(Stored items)
┌──
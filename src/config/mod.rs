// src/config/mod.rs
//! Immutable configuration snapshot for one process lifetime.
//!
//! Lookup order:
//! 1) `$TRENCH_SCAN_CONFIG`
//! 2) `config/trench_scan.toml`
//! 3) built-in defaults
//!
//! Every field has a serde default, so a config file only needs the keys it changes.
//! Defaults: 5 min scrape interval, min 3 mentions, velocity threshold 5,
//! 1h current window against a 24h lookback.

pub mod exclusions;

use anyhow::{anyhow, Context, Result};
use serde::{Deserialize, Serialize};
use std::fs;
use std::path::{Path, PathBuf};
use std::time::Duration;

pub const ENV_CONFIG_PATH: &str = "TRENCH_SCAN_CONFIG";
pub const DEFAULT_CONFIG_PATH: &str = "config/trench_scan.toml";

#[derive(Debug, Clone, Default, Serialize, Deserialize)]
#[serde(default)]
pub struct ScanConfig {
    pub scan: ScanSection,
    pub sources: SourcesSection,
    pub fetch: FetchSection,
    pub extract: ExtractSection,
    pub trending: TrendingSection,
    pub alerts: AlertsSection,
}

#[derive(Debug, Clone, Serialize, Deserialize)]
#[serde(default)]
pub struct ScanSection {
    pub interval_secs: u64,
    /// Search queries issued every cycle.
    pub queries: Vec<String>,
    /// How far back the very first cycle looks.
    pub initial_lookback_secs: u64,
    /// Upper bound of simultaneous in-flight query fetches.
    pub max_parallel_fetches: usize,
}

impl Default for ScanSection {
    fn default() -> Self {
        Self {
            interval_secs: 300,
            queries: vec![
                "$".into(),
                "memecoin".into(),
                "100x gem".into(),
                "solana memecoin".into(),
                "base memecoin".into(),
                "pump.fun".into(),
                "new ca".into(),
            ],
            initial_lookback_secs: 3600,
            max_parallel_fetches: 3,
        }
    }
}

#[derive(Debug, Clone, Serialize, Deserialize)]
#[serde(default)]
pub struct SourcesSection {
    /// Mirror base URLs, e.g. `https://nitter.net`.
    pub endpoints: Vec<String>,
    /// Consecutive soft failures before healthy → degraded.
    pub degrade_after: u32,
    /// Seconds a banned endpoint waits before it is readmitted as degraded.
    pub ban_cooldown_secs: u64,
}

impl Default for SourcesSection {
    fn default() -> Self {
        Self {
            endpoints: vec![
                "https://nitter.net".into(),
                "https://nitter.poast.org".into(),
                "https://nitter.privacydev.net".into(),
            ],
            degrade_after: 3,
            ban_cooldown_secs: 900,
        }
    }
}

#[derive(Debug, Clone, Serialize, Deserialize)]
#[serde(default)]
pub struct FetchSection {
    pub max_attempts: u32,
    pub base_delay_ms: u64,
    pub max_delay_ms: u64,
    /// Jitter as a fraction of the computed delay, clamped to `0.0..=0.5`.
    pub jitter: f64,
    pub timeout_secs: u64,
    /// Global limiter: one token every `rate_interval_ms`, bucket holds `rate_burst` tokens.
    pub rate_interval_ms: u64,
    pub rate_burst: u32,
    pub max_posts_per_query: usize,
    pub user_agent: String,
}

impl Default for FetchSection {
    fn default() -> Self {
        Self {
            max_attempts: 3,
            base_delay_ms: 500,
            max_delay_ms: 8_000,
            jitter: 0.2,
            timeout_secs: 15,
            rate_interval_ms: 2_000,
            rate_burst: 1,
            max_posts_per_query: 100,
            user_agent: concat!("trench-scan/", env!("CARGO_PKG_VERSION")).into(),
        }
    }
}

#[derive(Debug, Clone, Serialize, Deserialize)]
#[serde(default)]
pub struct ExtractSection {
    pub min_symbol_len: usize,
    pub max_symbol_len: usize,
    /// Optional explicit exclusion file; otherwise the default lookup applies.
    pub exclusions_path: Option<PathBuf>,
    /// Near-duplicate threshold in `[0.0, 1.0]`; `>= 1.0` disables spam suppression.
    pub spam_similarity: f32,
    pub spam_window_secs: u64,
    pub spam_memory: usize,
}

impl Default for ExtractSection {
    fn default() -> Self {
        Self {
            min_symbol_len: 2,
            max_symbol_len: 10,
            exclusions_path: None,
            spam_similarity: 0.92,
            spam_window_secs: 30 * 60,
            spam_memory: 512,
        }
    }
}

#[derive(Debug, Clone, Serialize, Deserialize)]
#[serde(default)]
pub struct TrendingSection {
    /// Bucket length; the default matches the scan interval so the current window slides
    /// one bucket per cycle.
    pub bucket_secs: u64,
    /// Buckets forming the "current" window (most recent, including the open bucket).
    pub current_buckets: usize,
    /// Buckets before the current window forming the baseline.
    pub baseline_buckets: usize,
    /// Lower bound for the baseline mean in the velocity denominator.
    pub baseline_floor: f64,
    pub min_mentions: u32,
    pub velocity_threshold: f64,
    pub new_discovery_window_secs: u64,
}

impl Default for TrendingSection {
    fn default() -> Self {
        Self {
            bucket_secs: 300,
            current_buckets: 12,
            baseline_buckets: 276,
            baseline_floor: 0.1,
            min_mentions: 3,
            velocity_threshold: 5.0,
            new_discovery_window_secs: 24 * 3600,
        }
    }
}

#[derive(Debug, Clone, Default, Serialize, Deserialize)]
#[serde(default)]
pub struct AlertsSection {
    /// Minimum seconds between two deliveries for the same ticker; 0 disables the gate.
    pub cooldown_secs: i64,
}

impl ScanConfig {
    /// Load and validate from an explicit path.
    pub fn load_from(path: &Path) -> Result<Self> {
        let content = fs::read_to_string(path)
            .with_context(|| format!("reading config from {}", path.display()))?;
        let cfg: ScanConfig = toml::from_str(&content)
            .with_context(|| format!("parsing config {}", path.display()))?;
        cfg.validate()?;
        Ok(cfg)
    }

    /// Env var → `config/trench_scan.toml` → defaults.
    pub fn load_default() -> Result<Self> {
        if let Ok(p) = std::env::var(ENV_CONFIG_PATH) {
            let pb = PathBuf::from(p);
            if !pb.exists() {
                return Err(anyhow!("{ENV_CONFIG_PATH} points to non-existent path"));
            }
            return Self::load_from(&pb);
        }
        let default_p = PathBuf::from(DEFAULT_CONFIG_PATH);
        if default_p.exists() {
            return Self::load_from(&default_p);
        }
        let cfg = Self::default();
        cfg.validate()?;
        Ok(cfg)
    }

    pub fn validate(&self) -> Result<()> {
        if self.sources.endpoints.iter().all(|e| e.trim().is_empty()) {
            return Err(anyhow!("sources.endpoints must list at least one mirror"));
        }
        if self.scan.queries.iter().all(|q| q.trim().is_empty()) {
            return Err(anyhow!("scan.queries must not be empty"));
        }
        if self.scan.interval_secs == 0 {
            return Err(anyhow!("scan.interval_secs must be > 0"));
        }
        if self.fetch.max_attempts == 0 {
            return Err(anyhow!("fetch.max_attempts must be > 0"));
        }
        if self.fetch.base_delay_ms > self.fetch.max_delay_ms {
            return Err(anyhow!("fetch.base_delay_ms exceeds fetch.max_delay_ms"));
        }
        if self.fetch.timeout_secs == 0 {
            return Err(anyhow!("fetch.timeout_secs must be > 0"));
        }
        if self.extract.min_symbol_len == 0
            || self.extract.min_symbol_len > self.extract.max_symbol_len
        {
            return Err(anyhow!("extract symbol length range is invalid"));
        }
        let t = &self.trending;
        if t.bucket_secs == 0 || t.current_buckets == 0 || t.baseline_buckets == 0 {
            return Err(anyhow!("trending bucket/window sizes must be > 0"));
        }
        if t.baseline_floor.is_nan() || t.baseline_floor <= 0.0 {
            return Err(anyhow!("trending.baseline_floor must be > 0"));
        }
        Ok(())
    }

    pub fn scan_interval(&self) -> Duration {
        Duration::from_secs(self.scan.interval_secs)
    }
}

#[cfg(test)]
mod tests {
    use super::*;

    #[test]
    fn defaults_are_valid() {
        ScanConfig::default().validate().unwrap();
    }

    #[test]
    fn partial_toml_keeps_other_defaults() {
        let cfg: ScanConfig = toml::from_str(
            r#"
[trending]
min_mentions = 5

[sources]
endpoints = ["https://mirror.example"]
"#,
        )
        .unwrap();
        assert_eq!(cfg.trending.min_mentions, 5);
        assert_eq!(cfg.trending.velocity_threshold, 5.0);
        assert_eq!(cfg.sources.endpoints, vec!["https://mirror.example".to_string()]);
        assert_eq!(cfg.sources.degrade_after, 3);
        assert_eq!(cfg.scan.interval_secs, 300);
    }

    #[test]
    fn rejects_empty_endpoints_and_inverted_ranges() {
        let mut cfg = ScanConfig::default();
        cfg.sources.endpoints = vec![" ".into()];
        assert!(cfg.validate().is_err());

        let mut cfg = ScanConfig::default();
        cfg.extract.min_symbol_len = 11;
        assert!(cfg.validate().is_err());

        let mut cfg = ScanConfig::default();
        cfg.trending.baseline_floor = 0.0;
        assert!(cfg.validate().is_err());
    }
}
└──
| TASK REQUIREMENTS |
Check each line above for the word "AlertsSection" and give the number of lines that have it, nothing else.

| SOLUTION FOR THIS EXERCISE |
2